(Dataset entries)

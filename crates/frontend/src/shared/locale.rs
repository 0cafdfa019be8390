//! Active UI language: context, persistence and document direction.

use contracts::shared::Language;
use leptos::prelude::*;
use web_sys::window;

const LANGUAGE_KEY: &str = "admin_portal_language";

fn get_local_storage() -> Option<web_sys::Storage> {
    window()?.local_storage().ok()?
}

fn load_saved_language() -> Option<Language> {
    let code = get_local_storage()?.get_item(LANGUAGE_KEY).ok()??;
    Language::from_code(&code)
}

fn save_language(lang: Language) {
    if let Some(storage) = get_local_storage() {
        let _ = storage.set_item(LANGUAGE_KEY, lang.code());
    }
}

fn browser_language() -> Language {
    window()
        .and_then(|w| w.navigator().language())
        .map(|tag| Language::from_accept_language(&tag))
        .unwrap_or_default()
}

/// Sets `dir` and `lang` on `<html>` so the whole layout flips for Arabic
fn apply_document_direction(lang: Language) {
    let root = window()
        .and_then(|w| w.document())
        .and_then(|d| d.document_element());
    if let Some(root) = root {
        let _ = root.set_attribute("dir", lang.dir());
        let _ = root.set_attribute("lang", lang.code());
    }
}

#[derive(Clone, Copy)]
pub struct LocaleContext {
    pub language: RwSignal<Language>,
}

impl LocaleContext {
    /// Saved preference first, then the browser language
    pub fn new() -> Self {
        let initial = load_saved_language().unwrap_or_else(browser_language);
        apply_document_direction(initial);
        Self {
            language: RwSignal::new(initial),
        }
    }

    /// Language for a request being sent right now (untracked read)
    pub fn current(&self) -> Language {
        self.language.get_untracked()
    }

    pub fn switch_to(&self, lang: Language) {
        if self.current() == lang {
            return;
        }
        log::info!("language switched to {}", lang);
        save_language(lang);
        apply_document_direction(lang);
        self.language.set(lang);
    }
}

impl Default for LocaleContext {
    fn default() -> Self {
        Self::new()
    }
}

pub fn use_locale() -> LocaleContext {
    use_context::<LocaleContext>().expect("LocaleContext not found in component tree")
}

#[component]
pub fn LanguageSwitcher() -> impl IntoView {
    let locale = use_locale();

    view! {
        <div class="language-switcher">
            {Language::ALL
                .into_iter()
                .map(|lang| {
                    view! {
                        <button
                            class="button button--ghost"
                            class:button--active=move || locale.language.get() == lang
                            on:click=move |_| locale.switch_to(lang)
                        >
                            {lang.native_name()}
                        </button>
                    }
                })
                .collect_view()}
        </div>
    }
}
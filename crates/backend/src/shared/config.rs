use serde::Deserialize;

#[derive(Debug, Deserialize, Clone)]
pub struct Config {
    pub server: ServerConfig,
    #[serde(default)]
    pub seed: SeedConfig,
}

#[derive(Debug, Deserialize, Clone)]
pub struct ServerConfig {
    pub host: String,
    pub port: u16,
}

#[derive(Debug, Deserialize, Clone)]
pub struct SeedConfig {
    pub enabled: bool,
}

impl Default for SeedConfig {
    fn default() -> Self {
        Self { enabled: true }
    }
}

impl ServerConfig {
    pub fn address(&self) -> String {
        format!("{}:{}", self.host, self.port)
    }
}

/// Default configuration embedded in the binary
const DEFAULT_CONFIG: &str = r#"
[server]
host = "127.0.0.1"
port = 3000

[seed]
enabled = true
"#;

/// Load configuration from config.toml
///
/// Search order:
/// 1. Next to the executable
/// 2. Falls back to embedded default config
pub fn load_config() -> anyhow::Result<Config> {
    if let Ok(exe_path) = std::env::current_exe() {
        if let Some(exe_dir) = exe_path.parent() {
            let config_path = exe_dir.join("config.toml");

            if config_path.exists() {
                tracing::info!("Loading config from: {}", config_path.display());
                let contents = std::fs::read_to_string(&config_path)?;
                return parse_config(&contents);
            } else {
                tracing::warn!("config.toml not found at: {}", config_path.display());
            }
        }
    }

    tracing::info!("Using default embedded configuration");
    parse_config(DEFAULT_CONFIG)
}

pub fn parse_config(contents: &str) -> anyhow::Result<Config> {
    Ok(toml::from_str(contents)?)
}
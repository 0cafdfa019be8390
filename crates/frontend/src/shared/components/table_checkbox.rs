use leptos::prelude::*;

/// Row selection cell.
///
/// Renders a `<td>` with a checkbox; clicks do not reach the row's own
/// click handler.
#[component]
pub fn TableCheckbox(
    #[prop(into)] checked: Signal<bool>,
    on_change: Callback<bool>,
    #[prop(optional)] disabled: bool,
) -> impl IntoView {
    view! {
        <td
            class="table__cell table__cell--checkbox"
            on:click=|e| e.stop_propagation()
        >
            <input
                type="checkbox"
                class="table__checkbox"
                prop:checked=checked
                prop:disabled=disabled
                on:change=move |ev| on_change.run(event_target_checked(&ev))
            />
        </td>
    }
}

--

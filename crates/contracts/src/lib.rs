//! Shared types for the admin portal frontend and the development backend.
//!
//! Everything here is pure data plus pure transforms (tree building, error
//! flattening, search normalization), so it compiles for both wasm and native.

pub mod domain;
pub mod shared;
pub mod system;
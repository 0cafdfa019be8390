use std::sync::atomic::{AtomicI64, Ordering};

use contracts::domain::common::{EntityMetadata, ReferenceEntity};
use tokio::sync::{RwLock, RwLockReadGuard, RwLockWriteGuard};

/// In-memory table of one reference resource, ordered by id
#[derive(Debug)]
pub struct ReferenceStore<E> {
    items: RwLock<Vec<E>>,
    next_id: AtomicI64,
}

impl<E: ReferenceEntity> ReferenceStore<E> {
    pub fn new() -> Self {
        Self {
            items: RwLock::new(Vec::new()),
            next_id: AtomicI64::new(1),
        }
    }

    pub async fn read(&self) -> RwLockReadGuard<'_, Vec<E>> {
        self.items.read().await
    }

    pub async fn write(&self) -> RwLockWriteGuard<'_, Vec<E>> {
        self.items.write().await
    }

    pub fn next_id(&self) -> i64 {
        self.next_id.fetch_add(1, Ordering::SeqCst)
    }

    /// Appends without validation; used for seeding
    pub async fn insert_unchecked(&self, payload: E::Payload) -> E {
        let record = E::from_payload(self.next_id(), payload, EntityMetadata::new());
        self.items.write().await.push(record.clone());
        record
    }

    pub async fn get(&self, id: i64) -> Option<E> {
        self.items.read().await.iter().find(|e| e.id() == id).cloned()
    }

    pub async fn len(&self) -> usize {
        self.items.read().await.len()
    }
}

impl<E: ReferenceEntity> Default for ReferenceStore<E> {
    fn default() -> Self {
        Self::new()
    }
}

---

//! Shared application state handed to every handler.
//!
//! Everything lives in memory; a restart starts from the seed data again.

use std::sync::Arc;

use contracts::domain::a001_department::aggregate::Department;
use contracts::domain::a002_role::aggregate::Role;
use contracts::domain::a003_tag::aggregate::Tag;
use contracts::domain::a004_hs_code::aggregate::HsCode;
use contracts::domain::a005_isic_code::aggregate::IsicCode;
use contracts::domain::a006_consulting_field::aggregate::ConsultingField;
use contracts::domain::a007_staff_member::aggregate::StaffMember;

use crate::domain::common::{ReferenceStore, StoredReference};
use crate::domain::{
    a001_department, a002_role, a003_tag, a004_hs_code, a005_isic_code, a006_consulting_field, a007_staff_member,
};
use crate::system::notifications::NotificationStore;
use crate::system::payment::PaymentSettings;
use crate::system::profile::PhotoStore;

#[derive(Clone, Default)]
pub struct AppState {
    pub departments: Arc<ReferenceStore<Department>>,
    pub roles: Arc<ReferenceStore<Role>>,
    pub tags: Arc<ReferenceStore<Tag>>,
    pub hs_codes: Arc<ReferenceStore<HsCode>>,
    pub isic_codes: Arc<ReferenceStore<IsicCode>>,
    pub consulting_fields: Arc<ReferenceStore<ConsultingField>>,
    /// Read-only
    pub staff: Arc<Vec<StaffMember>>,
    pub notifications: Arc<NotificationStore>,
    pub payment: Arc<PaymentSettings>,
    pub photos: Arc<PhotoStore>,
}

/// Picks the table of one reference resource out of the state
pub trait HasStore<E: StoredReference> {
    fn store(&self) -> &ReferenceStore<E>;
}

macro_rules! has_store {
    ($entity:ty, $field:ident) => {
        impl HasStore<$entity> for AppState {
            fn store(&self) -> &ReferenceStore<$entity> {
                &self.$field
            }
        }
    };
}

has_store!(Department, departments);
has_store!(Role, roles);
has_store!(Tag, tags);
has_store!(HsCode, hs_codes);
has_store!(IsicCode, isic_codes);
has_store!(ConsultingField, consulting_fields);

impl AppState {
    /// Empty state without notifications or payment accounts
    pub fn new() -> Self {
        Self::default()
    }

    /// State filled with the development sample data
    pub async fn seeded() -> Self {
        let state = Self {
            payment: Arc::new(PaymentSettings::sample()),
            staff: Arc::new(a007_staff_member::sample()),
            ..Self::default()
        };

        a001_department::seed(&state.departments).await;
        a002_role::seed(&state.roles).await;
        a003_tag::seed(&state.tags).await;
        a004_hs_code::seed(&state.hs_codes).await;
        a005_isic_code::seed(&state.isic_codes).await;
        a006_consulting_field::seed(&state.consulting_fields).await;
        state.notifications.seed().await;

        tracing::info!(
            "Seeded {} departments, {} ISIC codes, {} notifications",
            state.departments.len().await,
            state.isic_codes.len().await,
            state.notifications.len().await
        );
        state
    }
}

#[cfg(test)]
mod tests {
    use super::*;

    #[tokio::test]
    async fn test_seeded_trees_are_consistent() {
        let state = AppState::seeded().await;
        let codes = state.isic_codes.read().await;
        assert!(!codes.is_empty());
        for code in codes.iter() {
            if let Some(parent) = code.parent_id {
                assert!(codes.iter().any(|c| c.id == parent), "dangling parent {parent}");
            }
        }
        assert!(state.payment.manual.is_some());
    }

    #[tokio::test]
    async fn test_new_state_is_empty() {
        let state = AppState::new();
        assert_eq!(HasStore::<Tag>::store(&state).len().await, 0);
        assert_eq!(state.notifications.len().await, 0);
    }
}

**ACTIVITY**
Please report only the number of lines above that include "HasStore".

**RESULT OF THIS EXERCISE**
3